Archive for October, 2010

Get to your produce right away this week. The incredibly humid past couple of days will mess up your stash fast. My produce was practically dripping when I pulled it out of the box.

Pull it out, dry it off, and rebag it. Just turn the bag it came in inside out. If it’s leafy stuff, put a paper towel in the bag to absorb some of the moisture.

And remember it’s great to have some rain!


There were lots of colorful things in this week’s box, but the radishes were the most amazing. They are so big, bright, and smooth.

The baby squash are really pretty, too.

To carve or not to carve? This beautiful, dark orange pumpkin is a pie pumpkin, which means I could bake it like a winter squash and make pie, soup, or just baked pumpkin.

Or we could make a jack-o-lantern. I’ll talk it over with Chris and decide.

Lettuce and grape tomatoes

No clever ideas necessary here – just salad with tomatoes (and beautiful radishes). These little tomatoes also make great snacks.

Arugula smells so dreamy when you dump it out of the bag! I like arugula best as salad, but we’ve got so much salad, that I will blanch and freeze this in preparation for a creamy pasta dish in the future.

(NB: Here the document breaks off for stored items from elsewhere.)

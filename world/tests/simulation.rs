//! End-to-end scenarios driven exclusively through the public command surface.

use bee_meadow_core::{BlockId, ChallengeOutcome, Command, Event, Phase, Position, TimeSpeed};
use bee_meadow_world::{apply, query, World};

fn run(world: &mut World, command: Command) -> Vec<Event> {
    let mut events = Vec::new();
    apply(world, command, &mut events);
    events
}

fn tick_times(world: &mut World, count: usize) -> Vec<Event> {
    let mut events = Vec::new();
    for _ in 0..count {
        apply(world, Command::Tick, &mut events);
    }
    events
}

/// Drives the world into Recovery through the regular phase progression.
fn enter_recovery(world: &mut World) {
    let _ = run(world, Command::AdvancePhase);
    let _ = run(world, Command::AdvancePhase);
    assert_eq!(query::phase(world), Phase::Recovery);
}

#[test]
fn advancing_three_times_closes_the_phase_cycle() {
    let mut world = World::new();

    let first = run(&mut world, Command::AdvancePhase);
    assert_eq!(
        first,
        vec![Event::PhaseChanged {
            phase: Phase::Decline
        }]
    );

    let second = run(&mut world, Command::AdvancePhase);
    assert_eq!(
        second,
        vec![Event::PhaseChanged {
            phase: Phase::Recovery
        }]
    );

    let third = run(&mut world, Command::AdvancePhase);
    assert_eq!(
        third,
        vec![Event::PhaseChanged {
            phase: Phase::Abundance
        }]
    );

    let view = query::snapshot(&world);
    assert_eq!(view.bees.len(), 20);
    assert_eq!(view.flowers.len(), 16);
    assert_eq!(view.pollen.len(), 32);
    assert!(view.clouds.is_empty());
    assert!(view.planted_flowers.is_empty());
    assert_eq!(view.metrics.bee_population, 1.0);
    assert_eq!(view.metrics.flower_health, 1.0);
    assert_eq!(view.metrics.biodiversity, 1.0);
    assert_eq!(view.metrics.pesticide_level, 0.0);
}

#[test]
fn paused_worlds_ignore_ticks_entirely() {
    let mut world = World::new();
    let toggled = run(&mut world, Command::TogglePause);
    assert_eq!(toggled, vec![Event::PauseToggled { paused: true }]);

    let before = query::snapshot(&world);
    let events = tick_times(&mut world, 50);
    let after = query::snapshot(&world);

    assert!(events.is_empty());
    assert_eq!(before, after);

    let resumed = run(&mut world, Command::TogglePause);
    assert_eq!(resumed, vec![Event::PauseToggled { paused: false }]);
    let running = tick_times(&mut world, 1);
    assert!(running.contains(&Event::TimeAdvanced));
}

#[test]
fn abundance_completes_near_the_twenty_second_mark() {
    let mut world = World::new();

    // 395 ticks put the clock just short of the phase duration.
    let early = tick_times(&mut world, 395);
    assert!(!early
        .iter()
        .any(|event| matches!(event, Event::PhaseCompleted { .. })));
    assert!(!query::phase_completed(&world));

    let late = tick_times(&mut world, 10);
    assert!(late.contains(&Event::PhaseCompleted {
        phase: Phase::Abundance
    }));
    assert!(query::phase_completed(&world));
    assert_eq!(query::phase(&world), Phase::Abundance);
}

#[test]
fn decline_erodes_every_metric_it_touches() {
    let mut world = World::new();
    let _ = run(&mut world, Command::AdvancePhase);

    let _ = tick_times(&mut world, 200);
    let metrics = query::metrics(&world);

    assert!(metrics.bee_population < 1.0);
    assert!(metrics.pesticide_level > 0.0);
    assert!(metrics.biodiversity < 1.0);
    for value in [
        metrics.bee_population,
        metrics.flower_health,
        metrics.biodiversity,
        metrics.pesticide_level,
    ] {
        assert!((0.0..=1.0).contains(&value));
    }
}

#[test]
fn speed_cycles_through_all_multipliers_and_wraps() {
    let mut world = World::new();

    let first = run(&mut world, Command::CycleTimeSpeed);
    assert_eq!(
        first,
        vec![Event::TimeSpeedChanged {
            speed: TimeSpeed::Double
        }]
    );
    let _ = run(&mut world, Command::CycleTimeSpeed);
    assert_eq!(query::time_speed(&world), TimeSpeed::Triple);
    let _ = run(&mut world, Command::CycleTimeSpeed);
    assert_eq!(query::time_speed(&world), TimeSpeed::Single);
}

#[test]
fn recovery_interactions_only_work_during_recovery() {
    let mut world = World::new();

    assert!(run(
        &mut world,
        Command::PlantFlower {
            position: Position::new(0.4, 0.4),
        },
    )
    .is_empty());
    assert!(run(
        &mut world,
        Command::AdvanceChallenge {
            outcome: ChallengeOutcome::Favorable,
        },
    )
    .is_empty());
    assert!(run(
        &mut world,
        Command::PlaceHabitatBlock {
            block: BlockId::new(0),
        },
    )
    .is_empty());

    let view = query::snapshot(&world);
    assert!(view.planted_flowers.is_empty());
    assert_eq!(view.challenges.committed, 0);
    assert_eq!(view.placed_habitat_count, 0);
}

#[test]
fn habitat_blocks_accumulate_through_distinct_placements() {
    let mut world = World::new();
    enter_recovery(&mut world);

    let blocks: Vec<BlockId> = query::snapshot(&world)
        .habitat_blocks
        .iter()
        .map(|block| block.id)
        .collect();
    assert_eq!(blocks.len(), 5);

    for (placed_so_far, block) in blocks.iter().enumerate() {
        let events = run(&mut world, Command::PlaceHabitatBlock { block: *block });
        assert_eq!(
            events,
            vec![Event::HabitatBlockPlaced {
                block: *block,
                placed_count: placed_so_far + 1,
            }]
        );
    }
    assert_eq!(query::placed_habitat_count(&world), 5);

    // Unknown block ids change nothing.
    assert!(run(
        &mut world,
        Command::PlaceHabitatBlock {
            block: BlockId::new(42),
        },
    )
    .is_empty());
    assert_eq!(query::placed_habitat_count(&world), 5);
}

/// Runs two worlds through an identical Decline, then compares Recovery with
/// and without the habitat bonus unlocked. The metric laws are deterministic,
/// so the only difference between the runs is the number of placed blocks.
#[test]
fn three_placed_blocks_speed_up_the_bee_recovery() {
    let mut boosted = World::new();
    let mut plain = World::new();

    for world in [&mut boosted, &mut plain] {
        let _ = run(world, Command::AdvancePhase);
        let _ = tick_times(world, 1_200);
        let _ = run(world, Command::AdvancePhase);
        // Dismiss every cloud so contamination stops masking the bonus.
        let clouds: Vec<_> = query::snapshot(world)
            .clouds
            .iter()
            .map(|cloud| cloud.id)
            .collect();
        for cloud in clouds {
            let _ = run(world, Command::RemovePesticideCloud { cloud });
        }
    }
    assert_eq!(query::metrics(&boosted), query::metrics(&plain));

    let blocks: Vec<BlockId> = query::snapshot(&boosted)
        .habitat_blocks
        .iter()
        .map(|block| block.id)
        .collect();
    for block in &blocks[..3] {
        let _ = run(&mut boosted, Command::PlaceHabitatBlock { block: *block });
    }
    for block in &blocks[..2] {
        let _ = run(&mut plain, Command::PlaceHabitatBlock { block: *block });
    }

    let _ = tick_times(&mut boosted, 200);
    let _ = tick_times(&mut plain, 200);

    let boosted_bees = query::metrics(&boosted).bee_population;
    let plain_bees = query::metrics(&plain).bee_population;
    assert!(
        boosted_bees > plain_bees,
        "expected {boosted_bees} > {plain_bees}"
    );
}

#[test]
fn sustained_recovery_eventually_restores_balance() {
    let mut world = World::new();
    let _ = run(&mut world, Command::AdvancePhase);
    let _ = tick_times(&mut world, 1_200);
    let _ = run(&mut world, Command::AdvancePhase);

    let clouds: Vec<_> = query::snapshot(&world)
        .clouds
        .iter()
        .map(|cloud| cloud.id)
        .collect();
    for cloud in clouds {
        let _ = run(&mut world, Command::RemovePesticideCloud { cloud });
    }
    let blocks: Vec<BlockId> = query::snapshot(&world)
        .habitat_blocks
        .iter()
        .map(|block| block.id)
        .collect();
    for block in blocks {
        let _ = run(&mut world, Command::PlaceHabitatBlock { block });
    }

    let mut restored = false;
    for _ in 0..12_000 {
        let events = run(&mut world, Command::Tick);
        if events.contains(&Event::BalanceRestored) {
            restored = true;
            break;
        }
    }

    assert!(restored, "balance never restored within the tick budget");
    assert!(query::balance_restored(&world));
    assert!(query::phase_completed(&world));
    assert!(query::metrics(&world).bee_population >= 0.8);
}

#[test]
fn challenge_progress_surfaces_through_the_snapshot() {
    let mut world = World::new();
    enter_recovery(&mut world);

    let _ = run(
        &mut world,
        Command::AdvanceChallenge {
            outcome: ChallengeOutcome::Favorable,
        },
    );
    let _ = run(
        &mut world,
        Command::AdvanceChallenge {
            outcome: ChallengeOutcome::Detrimental,
        },
    );

    let challenges = query::challenge_view(&world);
    assert_eq!(challenges.current_index, 2);
    assert_eq!(challenges.committed, 2);
    assert_eq!(challenges.favorable, 1);
}

#[test]
fn rewinding_from_recovery_returns_to_decline() {
    let mut world = World::new();
    enter_recovery(&mut world);
    let _ = tick_times(&mut world, 10);

    let events = run(&mut world, Command::RewindPhase);

    assert_eq!(
        events,
        vec![Event::PhaseChanged {
            phase: Phase::Decline
        }]
    );
    assert_eq!(query::phase(&world), Phase::Decline);
    assert_eq!(query::phase_elapsed(&world), 0.0);
}

#[test]
fn hint_toggle_round_trips_and_clears_on_transition() {
    let mut world = World::new();

    let shown = run(&mut world, Command::ToggleHint);
    assert_eq!(shown, vec![Event::HintToggled { visible: true }]);
    assert!(query::hint_visible(&world));

    let _ = run(&mut world, Command::AdvancePhase);
    assert!(!query::hint_visible(&world));
}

Enormous and pretty pac choi! Pac choi leaves have wonderful color and texture. These leaves are large enough to make stir-fry “cabbage wraps.” Basically the idea is to steam the leaves just until they’re pliable. (Microwave them in a stack like tortillas, for example.) Then load them up with stir-fried vegetables or seasoned meat or curried lentils or whatever. Treat the stems like celery. Chop them up and add them to stir-fries or soup.

Them’s baking apples, but you can snack on them in a pinch. They taste like sour apple candy. I’m going to core, peel, halve and roast these, however, to give me an excuse to make more bourbon sauce.

Carolina Gold rice, eggs, and Sea Island red peas

The rice and the peas will hang out in the fridge for a while. I’ve got too much produce to be eaten first before resorting to dried foods. One possibility, though, is making fried rice or steaming this rice and using it as part of the pac choi wrap filling.

Fresh eggs always rock. Accept no substitute.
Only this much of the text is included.